Deux mois plus tard, le procès d’Exelmans et le langage des royalistes le 21 janvier ayant avivé les colères, et l’émeute de Saint-Roch, dont quelques révolutionnaires regrettèrent de n’avoir point profité, ayant montré que le peuple était facile à soulever, les conspirateurs résolurent de brusquer les choses, quitte à se passer de Fouché. Celui-ci, averti, revint en hâte à Paris. Il tint plusieurs conférences, avec Thibaudeau, Davout, Merlin, Regnaud, Drouet d’Erlon, les frères Lallemand et autres.
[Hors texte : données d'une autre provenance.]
//! facematch: batch face verification.
//!
//! Compares one reference photo against every candidate image in a
//! directory and reports a verdict line per candidate.

pub mod batch;
pub mod config;
pub mod report;

pub use batch::{list_candidates, BatchConfig, BatchError, BatchVerifier, Candidate, Outcome};
pub use config::{Config, ConfigError, Overrides};
pub use report::{OutputFormat, Reporter};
Bassano, Rovigo, La Vallette, Real, Oudot, Thuriot, Garât, Grégoire, Sieyès, Prieur de la Marne, Gauthier, les généraux Lefebvre-Desnouettes, Turreau, Chouart, Frégeville, Merlin (fils du régicide), César Delaville, Chastel, Berton, connaissaient aussi le complot ; mais si les uns y étaient positivement affiliés, les autres le désapprouvaient et refusèrent de s’y associer[1]. Fouché aurait voulu enrôler Carnot dont le Mémoire au roi avait raffermi la popularité. Mais l’ancien membre du comité de salut public avait trop de défiance contre les bonapartistes et de mépris pour le duc d’Otrante. Il se confina dans sa petite maison du Marais. Au dernier moment, Davout déclara qu’il renonçait à prendre part à la conspiration. On se résigna à agir sans lui. Il fut décidé que, sur un mot envoyé de Paris, toutes les troupes stationnées dans la 16e division militaire, que pourrait entraîner Drouet d’Erlon, se mettraient en marche. Elles rallieraient, chemin faisant, les garnisons intermédiaires, et pénétrant dans Paris par différentes barrières, elles déboucheraient à l’improviste devant les Tuileries, où les rejoindraient les officiers à

  1. Cf. Lavallette, Mémoires, II, 135, 138-142. Rovigo, Mémoires, VII, 337-339, 347. La Fayette, Mémoires, V, 354. Hyde de Neuville, Mémoires, II, 45, 48. Thibaudeau, X, 206-210, 235-236. Mémoires de Fouché, II, 303-304. Note de Foudras, 10 février. Rapports de police, 12-13-31 août, 23 septembre, 26 octobre, 23-30 novembre, 2-16 décembre 1814, 20-27 février, 4-6 mars 1815. (Archives nationales, F7, 3200 4 et F7, 3739.) Dossiers d’Exelmans, de Drouet d’Erlon et de Lefebvre-Desnouettes. (Archives de la guerre.) — D’après certains indices, nous pouvons avancer, sans prétendre cependant l’affirmer, que les généraux Lanusse, Flahaut, Corbineau-Girardin, Exelmans, Fressinet, Lacroix, Labriche, Sébastiani Defrance, et, parmi les civils, le duc de Cadore, Gaillard, Lecomte, Villetard, Lamarque, Ginou, de Fermon, Louis de Verdun, Lambrechts, etc., connaissaient également le complot. — Le général Quesnel, selon une tradition rapportée dans le Supplément de la Biographie Michaud, fut aussi affilié à la conspiration. Soupçonné par ses complices de vouloir révéler leur secret, il aurait été jeté dans la Seine au sortir d’une des réunions. En effet, le 4 mars, on trouva le corps de Quesnel flottant sur la Seine entre Boulogne et Saint-Cloud, et cette mort mystérieuse causa une grande sensation dans Paris. (Rapport de police, 4 mars, Archives nationales, F7,3739 ; Journal des Débats, 7 mars.) Mais ni au dossier de Quesnel, aux Archives de la guerre, ni dans les rapports de police des Archives nationales, il n’existe aucune pièce de nature à faire la lumière sur les causes de ce suicide ou de cet assassinat.